Martin Stumpe: Advancing Cancer Diagnostics with Deep Learning

A keynote presentation from SPIE Medical Imaging 2018.

01 March 2018

Martin Stumpe, Google Research (USA)

Rendering cancer diagnoses from biopsy slides involves challenging tasks for pathologists, such as detecting micro metastases in tissue biopsies, or distinguishing tumors from benign tissue that can look deceivingly similar. These tasks are typically very difficult for humans, and, consequently, over- and under-diagnoses are not uncommon, resulting in non-optimal treatment.

Algorithmic approaches for pathology, on the other hand, face their own set of challenges in the form of gigapixel images, proprietary data formats, and low availability of digitized images let alone high quality labels. However, advances in deep learning, access to cloud based storage, and the recent FDA approval of the first whole slide image scanner for primary diagnosis have set the stage for a new era of digital pathology.

In this keynote presentation, Martin Stumpe of Google Research, discusses the potential of deep learning to improve the accuracy and availability of cancer diagnostics, and highlights some recent advances towards that goal.

"Deep learning, or DL, is a paradigm shift in machine learning," says Stumpe. "DL is a modern reincarnation of artificial neural networks -- collection of simple trainable mathematical units, organized in layers, that work together to solve complicated tasks."

But how good is DL in practice? Stumpe notes the ImageNet Large Scale Visual Recognition Challenge - which evaluates algorithms for object detection and image classification at large scale.. Since 2011, DL has won this challenge, with significant accuracy increases. DL can generally outperform generalist humans, but not experts - such as telling a husky from Alaskan sled dog.

Stumpe points out that one criticism is that "DL is like a black box, we don't really understand what's going on; we don't know what the predictions are based on; but I think it's possible to put the explainability in to DL."
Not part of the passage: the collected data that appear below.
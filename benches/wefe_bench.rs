//! Criterion benchmarks for u-wefe scoring, search, and optimization.
//!
//! Catalogs are synthetic and generated from a fixed seed, so every run
//! measures the same instances.

use criterion::{black_box, criterion_group, criterion_main, BenchmarkId, Criterion};
use rand::rngs::StdRng;
use rand::{Rng, SeedableRng};
use u_wefe::catalog::{
    Indicator, IndicatorCatalog, IndicatorValues, Intervention, InterventionCatalog, LivingLab,
    Pillar, Policy, PolicyCatalog,
};
use u_wefe::impact::PolicySelection;
use u_wefe::optimizer::{Constraints, InterventionOptimizer, OptimizerConfig, SearchStrategy};
use u_wefe::scoring::{Normalizer, ScoringConfig};
use u_wefe::search::SearchIndex;
use u_wefe::simulation::Simulator;

// ===========================================================================
// Synthetic catalogs
// ===========================================================================

struct World {
    indicators: IndicatorCatalog,
    policies: PolicyCatalog,
    interventions: InterventionCatalog,
    lab: LivingLab,
}

fn world(indicators: usize, policies: usize, interventions: usize, seed: u64) -> World {
    let mut rng = StdRng::seed_from_u64(seed);

    let defs: Vec<Indicator> = (0..indicators)
        .map(|i| {
            let pillar = Pillar::ALL[i % Pillar::ALL.len()];
            Indicator::new(format!("i{i}"), format!("Indicator {i}"), pillar, 0.0, 100.0)
        })
        .collect();
    let indicator_catalog = IndicatorCatalog::new(defs).expect("valid indicators");

    let policy_defs: Vec<Policy> = (0..policies)
        .map(|p| {
            let mut policy = Policy::new(format!("p{p}"), format!("Policy {p}"));
            for _ in 0..4 {
                let target = rng.random_range(0..indicators);
                policy = policy.with_effect(format!("i{target}"), rng.random_range(-5.0..10.0));
            }
            policy
        })
        .collect();
    let policy_catalog = PolicyCatalog::new(policy_defs, &indicator_catalog).expect("valid policies");

    let intervention_defs: Vec<Intervention> = (0..interventions)
        .map(|k| {
            let mut iv = Intervention::new(
                format!("v{k}"),
                format!("Intervention {k}"),
                rng.random_range(1.0..10.0),
                rng.random_range(0.5..4.0),
            )
            .with_policy(format!("p{}", rng.random_range(0..policies)));
            for _ in 0..3 {
                let target = rng.random_range(0..indicators);
                iv = iv.with_effect(format!("i{target}"), rng.random_range(-3.0..12.0));
            }
            iv
        })
        .collect();
    let intervention_catalog =
        InterventionCatalog::new(intervention_defs, &indicator_catalog, &policy_catalog)
            .expect("valid interventions");

    let mut lab = LivingLab::new("bench", "Bench lab");
    for i in 0..indicators {
        lab = lab.with_value(format!("i{i}"), rng.random_range(0.0..100.0));
    }

    World {
        indicators: indicator_catalog,
        policies: policy_catalog,
        interventions: intervention_catalog,
        lab,
    }
}

fn all_policies(w: &World) -> PolicySelection {
    let ids: Vec<&str> = w.policies.iter().map(|p| p.id.as_str()).collect();
    PolicySelection::from_ids(&w.policies, ids).expect("valid selection")
}

// ===========================================================================
// Benchmarks
// ===========================================================================

fn bench_score(c: &mut Criterion) {
    let mut group = c.benchmark_group("score");

    for &n in &[50, 200, 1000] {
        let w = world(n, 4, 4, 42);
        let config = ScoringConfig::default();
        group.bench_with_input(BenchmarkId::from_parameter(n), &w, |b, w| {
            let normalizer = Normalizer::new(&w.indicators, &config);
            b.iter(|| black_box(normalizer.score(black_box(&w.lab.values))))
        });
    }
    group.finish();
}

fn bench_search(c: &mut Criterion) {
    let mut group = c.benchmark_group("search");

    for &p in &[20, 100, 500] {
        let w = world(40, p, 4, 7);
        group.bench_with_input(BenchmarkId::from_parameter(p), &w, |b, w| {
            let index = SearchIndex::new(&w.indicators, &w.policies);
            b.iter(|| black_box(index.find_policies_for_indicator(black_box("i3"))))
        });
    }
    group.finish();
}

fn bench_optimize(c: &mut Criterion) {
    let mut group = c.benchmark_group("optimize");
    group.sample_size(10);

    let cases = [
        (SearchStrategy::Exhaustive, 12),
        (SearchStrategy::Exhaustive, 16),
        (SearchStrategy::Greedy, 16),
        (SearchStrategy::Greedy, 60),
    ];
    for &(strategy, m) in &cases {
        let w = world(24, 6, m, 1234);
        let selection = all_policies(&w);
        let baseline: IndicatorValues = w.lab.values.clone();
        let scoring = ScoringConfig::default();
        let config = OptimizerConfig::default()
            .with_strategy(strategy)
            .with_require_policy_link(false);
        group.bench_with_input(
            BenchmarkId::new(format!("{strategy:?}"), m),
            &(w, selection, baseline),
            |b, (w, s, base)| {
                let optimizer = InterventionOptimizer::new(
                    &w.indicators,
                    &w.policies,
                    &w.interventions,
                    &scoring,
                    config.clone(),
                );
                b.iter(|| {
                    let rec = optimizer.optimize(black_box(base), s, Constraints::new(25.0, 8.0));
                    black_box(rec)
                })
            },
        );
    }
    group.finish();
}

fn bench_simulation(c: &mut Criterion) {
    let mut group = c.benchmark_group("simulation_run");
    group.sample_size(10);

    for &m in &[8, 32] {
        let w = world(40, 8, m, 99);
        let selection = all_policies(&w);
        group.bench_with_input(BenchmarkId::from_parameter(m), &(w, selection), |b, (w, s)| {
            let sim = Simulator::new(&w.indicators, &w.policies, &w.interventions);
            b.iter(|| black_box(sim.run(&w.lab, s, Constraints::new(30.0, 10.0))))
        });
    }
    group.finish();
}

criterion_group!(
    benches,
    bench_score,
    bench_search,
    bench_optimize,
    bench_simulation
);
criterion_main!(benches);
He adds that DL is not replacing pathologists, but it is a tool that's good at detecting metastases. Current models are getting good enough to be useful as assistants for pathologists. What's still being worked on are interoperability and user interface.

Image quality is also an issue as "parts of image can't be out of focus." Scanners are getting better, says Stumpe, but are still limited and need to detect artifacts.

"The most important thing to remember," he says, "don't trust ground truth from a single source."

Martin Stumpe leads the Pathology project at Google Research. Before that, he worked on the Google Street View project for automatically building maps using machine learning. Prior to joining Google, Martin worked on NASA's Kepler Mission to detect extrasolar planets, and worked on AnTracks, an interactive computer vision software for detection and tracking of objects in videos.

Stumpe received a PhD in physics from the Max-Planck-Institute in Goettingen (Germany), researching the molecular mechanisms of protein folding and stability, a topic  he continued during his postdoc research at Stanford University (USA).